Илью часто навещали друзья по институту. Они готовили дипломный спектакль и рассказывали ему, как идут дела. Из их разговоров Буров понял, что Илья был у них лидером, и что это именно он выбрал пьесу и создал постановочную концепцию. Бурову нравились эти ребята с одухотворенными лицами; любящие жить одной семьей, где каждый личность. Какое-то альпинистское братство ощущалось в их компании. Они были несколько старше среднего студенческого возраста в силу специфики вуза и факультета, и каждый из них так или иначе повидал жизнь. Приходя, они мыли палату, помогали перестелить белье, переодеть Илью. Среди них была женщина, которую звали Стэлла. Буров догадывался, что у нее с Ильей был роман, а потом и мать как-то поведала ему об этом. Когда Стэлла приходила, она смотрела на нее, как на любимую невестку и старалась рассказать ей что-нибудь про Илью, вспоминала какой-нибудь эпизод из детства, приглашая Стэллу порадоваться вместе с ней, каким озорным и смышленый был ее Илья, и что сейчас хоть и бороду отрастил, а все одно непослушанье на уме. Ей верилось, что они поженятся, когда Илья поправится и у нее еще будут внуки.

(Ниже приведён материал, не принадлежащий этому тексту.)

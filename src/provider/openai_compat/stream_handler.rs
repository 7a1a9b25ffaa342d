//! Stream handling for OpenAI-compatible API.
//!
//! [`StreamHandler`] turns classified SSE lines into [`ChatResponse`]s. It is
//! a two-state machine: reading until either the `[DONE]` sentinel or a
//! finish reason moves it to done, after which every further line is ignored.
//! Transport failures and cancellation are handled by the caller driving it.

use super::stream::StreamChunk;
use crate::provider::error::{ApiError, Error};
use crate::provider::http::SseLine;
use crate::provider::types::{ChatResponse, Usage};

/// Payload that ends an OpenAI-compatible stream.
pub const DONE_SENTINEL: &str = "[DONE]";

/// Longest prefix of a bad payload echoed into logs.
const LOG_PREVIEW_CHARS: usize = 100;

#[derive(Debug, Clone, Copy, PartialEq, Eq)]
enum State {
    Reading,
    Done,
}

/// Accumulates deltas of one streaming response.
#[derive(Debug)]
pub(crate) struct StreamHandler {
    state: State,
    accumulated: String,
    usage: Option<Usage>,
    /// Non-empty deltas seen so far.
    chunks: usize,
    /// HTTP status of the stream, reported on in-band errors.
    status: u16,
}

impl StreamHandler {
    pub fn new(status: u16) -> Self {
        Self {
            state: State::Reading,
            accumulated: String::with_capacity(1024),
            usage: None,
            chunks: 0,
            status,
        }
    }

    pub fn is_done(&self) -> bool {
        self.state == State::Done
    }

    pub fn chunks(&self) -> usize {
        self.chunks
    }

    /// Process one line, returning the responses it produces (zero, one or two).
    ///
    /// A line that fails to decode is logged and skipped. An in-band error
    /// envelope ends the stream with [`ApiError`].
    pub fn handle_line(&mut self, line: &str) -> Result<Vec<ChatResponse>, Error> {
        if self.is_done() {
            return Ok(Vec::new());
        }

        let data = match SseLine::classify(line) {
            SseLine::Data(data) => data,
            SseLine::Blank | SseLine::Other => return Ok(Vec::new()),
        };

        if data == DONE_SENTINEL {
            self.state = State::Done;
            tracing::debug!(
                chunks = self.chunks,
                content_len = self.accumulated.len(),
                "Stream completed with [DONE]"
            );
            if self.accumulated.is_empty() {
                return Ok(Vec::new());
            }
            return Ok(vec![self.final_response(None)]);
        }

        let chunk = match serde_json::from_str::<StreamChunk>(data) {
            Ok(chunk) => chunk,
            Err(e) => {
                tracing::warn!(
                    error = %e,
                    data = preview(data),
                    "Failed to parse stream chunk, skipping"
                );
                return Ok(Vec::new());
            }
        };

        if let Some(err) = chunk.error.filter(|e| !e.message.is_empty()) {
            self.state = State::Done;
            return Err(ApiError {
                status: self.status,
                message: err.message,
                error_type: err.error_type,
                code: None,
                retry_after: None,
                body: data.to_string(),
            }
            .into());
        }

        if let Some(usage) = chunk.usage {
            self.usage = Some(usage.into());
        }

        let mut responses = Vec::new();
        let Some(choice) = chunk.choices.into_iter().next() else {
            return Ok(responses);
        };

        if let Some(delta) = choice.delta.content
            && !delta.is_empty()
        {
            self.chunks += 1;
            self.accumulated.push_str(&delta);
            if self.chunks % 10 == 0 {
                tracing::debug!(
                    chunks = self.chunks,
                    accumulated_len = self.accumulated.len(),
                    "Streaming progress"
                );
            }
            responses.push(ChatResponse::partial(delta));
        }

        if let Some(reason) = choice.finish_reason
            && !reason.is_empty()
        {
            self.state = State::Done;
            tracing::debug!(
                reason = %reason,
                chunks = self.chunks,
                content_len = self.accumulated.len(),
                "Stream finished"
            );
            responses.push(self.final_response(Some(reason)));
        }

        Ok(responses)
    }

    fn final_response(&self, finish_reason: Option<String>) -> ChatResponse {
        ChatResponse::complete(self.accumulated.clone(), finish_reason, self.usage)
    }
}

/// First [`LOG_PREVIEW_CHARS`] characters of `data`.
fn preview(data: &str) -> &str {
    match data.char_indices().nth(LOG_PREVIEW_CHARS) {
        Some((idx, _)) => &data[..idx],
        None => data,
    }
}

Стэлла была высокой, с крупной и очень ладной фигурой, с серыми рысьими глазами на красивом лице. Она приходила в свитере или в пепельно-сером шерстяном платье, и когда закатывала рукава, чтоб прибрать в палате, то открывались точеные и светлые, как у статуи, руки без единой родинки или веснушки. Естественно, что она лучше других умела общаться с Ильей, и он старался держаться в форме, когда она была рядом. Уходя, она наклонялась к нему и целовала в лицо, и казалось, что, когда Илья умрет, она сумеет сделать все, как надо, просто и без истерик; сумеет сама обмыть, переодеть в разрезанный на спине пиджак, и также внешне бесстрастно попрощается с ним, поцеловав в лоб, как делала это раньше, не впервой. Наверное, ей приходилось играть русских баб в пьесах Абрамова или Можаева.

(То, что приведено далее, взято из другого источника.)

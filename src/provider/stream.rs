//! The lazy response sequence returned by chat calls.

use crate::provider::error::Error;
use crate::provider::types::ChatResponse;
use futures::stream::{BoxStream, Stream, StreamExt};
use std::fmt;
use std::pin::Pin;
use std::task::{Context, Poll};

/// Single-pass sequence of responses from one chat call.
///
/// Nothing happens until the stream is polled: each poll performs at most the
/// I/O needed for the next value. The sequence ends after a final response,
/// after the first error, or when the caller drops it. Dropping releases the
/// underlying HTTP connection.
pub struct ChatStream {
    inner: BoxStream<'static, Result<ChatResponse, Error>>,
}

impl ChatStream {
    pub(crate) fn new(inner: BoxStream<'static, Result<ChatResponse, Error>>) -> Self {
        Self { inner }
    }

    /// Drain the sequence and return its final response.
    ///
    /// Returns `Ok(None)` when the call completed without one (an empty stream
    /// or a response with no choices).
    pub async fn final_response(mut self) -> Result<Option<ChatResponse>, Error> {
        let mut last = None;
        while let Some(item) = self.next().await {
            let response = item?;
            if response.is_final {
                last = Some(response);
            }
        }
        Ok(last)
    }
}

impl Stream for ChatStream {
    type Item = Result<ChatResponse, Error>;

    fn poll_next(mut self: Pin<&mut Self>, cx: &mut Context<'_>) -> Poll<Option<Self::Item>> {
        self.inner.poll_next_unpin(cx)
    }

    fn size_hint(&self) -> (usize, Option<usize>) {
        self.inner.size_hint()
    }
}

impl fmt::Debug for ChatStream {
    fn fmt(&self, f: &mut fmt::Formatter<'_>) -> fmt::Result {
        f.debug_struct("ChatStream").finish_non_exhaustive()
    }
}
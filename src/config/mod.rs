use crate::provider::CHAT_COMPLETIONS_PATH;
use crate::provider::Error;
use serde::{Deserialize, Serialize};
use std::fmt;
use std::time::Duration;

/// Overall request timeout when none is configured.
pub const DEFAULT_TIMEOUT: Duration = Duration::from_secs(300);

/// Client settings. Embeddable in a host's config file; loading that file is
/// the host's job.
#[derive(Clone, Serialize, Deserialize)]
#[serde(default)]
pub struct ClientConfig {
    pub api_key: String,
    /// Provider root, e.g. `https://api.deepseek.com`.
    pub base_url: String,
    /// Model identifier sent with every request.
    pub model: String,
    /// Whole-exchange timeout in milliseconds, body included. Default: 300 s.
    pub timeout_ms: Option<u64>,
    pub transport: TransportConfig,
}

impl Default for ClientConfig {
    fn default() -> Self {
        Self {
            api_key: String::new(),
            base_url: String::new(),
            model: String::new(),
            timeout_ms: None,
            transport: TransportConfig::default(),
        }
    }
}

impl fmt::Debug for ClientConfig {
    fn fmt(&self, f: &mut fmt::Formatter<'_>) -> fmt::Result {
        f.debug_struct("ClientConfig")
            .field("api_key", &"[REDACTED]")
            .field("base_url", &self.base_url)
            .field("model", &self.model)
            .field("timeout_ms", &self.timeout_ms)
            .field("transport", &self.transport)
            .finish()
    }
}

impl ClientConfig {
    pub fn new(
        api_key: impl Into<String>,
        base_url: impl Into<String>,
        model: impl Into<String>,
    ) -> Self {
        Self {
            api_key: api_key.into(),
            base_url: base_url.into(),
            model: model.into(),
            ..Default::default()
        }
    }

    #[must_use]
    pub fn with_timeout(mut self, timeout: Duration) -> Self {
        let millis = u64::try_from(timeout.as_millis()).unwrap_or(u64::MAX);
        self.timeout_ms = Some(millis.max(1));
        self
    }

    #[must_use]
    pub fn with_transport(mut self, transport: TransportConfig) -> Self {
        self.transport = transport;
        self
    }

    pub fn timeout(&self) -> Duration {
        self.timeout_ms
            .filter(|&ms| ms > 0)
            .map_or(DEFAULT_TIMEOUT, Duration::from_millis)
    }

    /// Chat completions URL: base URL without trailing `/`, plus `/v1/chat/completions`.
    pub fn endpoint(&self) -> String {
        format!(
            "{}{CHAT_COMPLETIONS_PATH}",
            self.base_url.trim_end_matches('/')
        )
    }

    /// Check required fields before a client is built.
    pub fn validate(&self) -> Result<(), Error> {
        if self.api_key.is_empty() {
            return Err(Error::Config("API key is required".into()));
        }
        if self.base_url.is_empty() {
            return Err(Error::Config("base URL is required".into()));
        }
        if self.model.is_empty() {
            return Err(Error::Config("model name is required".into()));
        }

        let url = url::Url::parse(&self.base_url)
            .map_err(|e| Error::Config(format!("invalid base URL {}: {e}", self.base_url)))?;
        if !matches!(url.scheme(), "http" | "https") {
            return Err(Error::Config(format!(
                "base URL must use http or https, got {}",
                url.scheme()
            )));
        }

        Ok(())
    }
}

/// Connection pool tuning for the client's own transport.
#[derive(Debug, Clone, Serialize, Deserialize)]
#[serde(default)]
pub struct TransportConfig {
    pub connect_timeout_secs: u64,
    pub pool_max_idle_per_host: usize,
    pub pool_idle_timeout_secs: u64,
}

impl Default for TransportConfig {
    fn default() -> Self {
        Self {
            connect_timeout_secs: 10,
            pool_max_idle_per_host: 10,
            pool_idle_timeout_secs: 90,
        }
    }
}

impl TransportConfig {
    pub fn connect_timeout(&self) -> Duration {
        Duration::from_secs(self.connect_timeout_secs)
    }

    pub fn pool_idle_timeout(&self) -> Duration {
        Duration::from_secs(self.pool_idle_timeout_secs)
    }
}

#[cfg(test)]
mod tests {
    use super::*;

    #[test]
    fn test_validate_requires_fields() {
        let cases = [
            ClientConfig::new("", "https://api.deepseek.com", "deepseek-chat"),
            ClientConfig::new("sk-test", "", "deepseek-chat"),
            ClientConfig::new("sk-test", "https://api.deepseek.com", ""),
        ];
        for config in cases {
            assert!(matches!(config.validate(), Err(Error::Config(_))));
        }
    }

    #[test]
    fn test_validate_base_url() {
        let config = ClientConfig::new("sk-test", "not a url", "m");
        assert!(matches!(config.validate(), Err(Error::Config(_))));

        let config = ClientConfig::new("sk-test", "ftp://example.com", "m");
        assert!(matches!(config.validate(), Err(Error::Config(_))));

        let config = ClientConfig::new("sk-test", "http://localhost:8000", "m");
        assert!(config.validate().is_ok());
    }

    #[test]
    fn test_default_timeout() {
        let config = ClientConfig::new("k", "https://api.openai.com", "gpt-4o");
        assert_eq!(config.timeout(), Duration::from_secs(300));

        let config = config.with_timeout(Duration::from_secs(30));
        assert_eq!(config.timeout(), Duration::from_secs(30));
    }

    #[test]
    fn test_sub_second_timeout_kept() {
        let config = ClientConfig::new("k", "https://api.openai.com", "gpt-4o");
        for millis in [500, 1500, 2250] {
            let timeout = Duration::from_millis(millis);
            assert_eq!(config.clone().with_timeout(timeout).timeout(), timeout);
        }

        let config = config.with_timeout(Duration::from_micros(10));
        assert_eq!(config.timeout(), Duration::from_millis(1));
    }

    #[test]
    fn test_debug_redacts_key() {
        let config = ClientConfig::new("sk-secret", "https://api.openai.com", "gpt-4o");
        let debug = format!("{config:?}");
        assert!(!debug.contains("sk-secret"));
        assert!(debug.contains("[REDACTED]"));
    }

    #[test]
    fn test_deserialize_from_toml() {
        let config: ClientConfig = toml::from_str(
            r#"
            api_key = "sk-test"
            base_url = "https://api.deepseek.com"
            model = "deepseek-chat"
            timeout_ms = 120000

            [transport]
            pool_max_idle_per_host = 4
            "#,
        )
        .unwrap();

        assert_eq!(config.model, "deepseek-chat");
        assert_eq!(config.timeout(), Duration::from_secs(120));
        assert_eq!(config.transport.pool_max_idle_per_host, 4);
        // Unset fields keep their defaults
        assert_eq!(config.transport.pool_idle_timeout_secs, 90);
        assert_eq!(config.transport.connect_timeout_secs, 10);
    }
}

А умер он вскоре после того, как был сыгран дипломный спектакль, на который и Буров получил приглашение, но он дежурил в тот день и не смог пойти. После спектакля ребята явились к Илье, возбужденные, радостные. Илью тоже подготовили к этому дню - поменяли рубаху, постригли ногти, пораньше перевязали, и мать приколола старинную брошь к вырезу своей кофты. Принесли цветы, пили шампанское… Стэлла была очень красивой в тот день, но принадлежала всем и сама была переполнена общей радостью. Когда все ушли, палата уныло опустела, вернувшись в исходное состояние. Илья заснул, а мать прикрепила к корешку романа «Битва железных канцлеров» лампу-клипсу и стала читать, сидя напротив.
Почему даже такая жизнь не могла длиться и длиться, и в чьих силах было это исполнить? А этот, сегодняшний? Чем это ему так обрыла жизнь? Ну, вот, не заснул вовремя…дождался.
Буров снял трубку. - Да, слушаю. Буянит? Черт… Хорошо. Сейчас спущусь. «Легок на помине. Долго жить будет».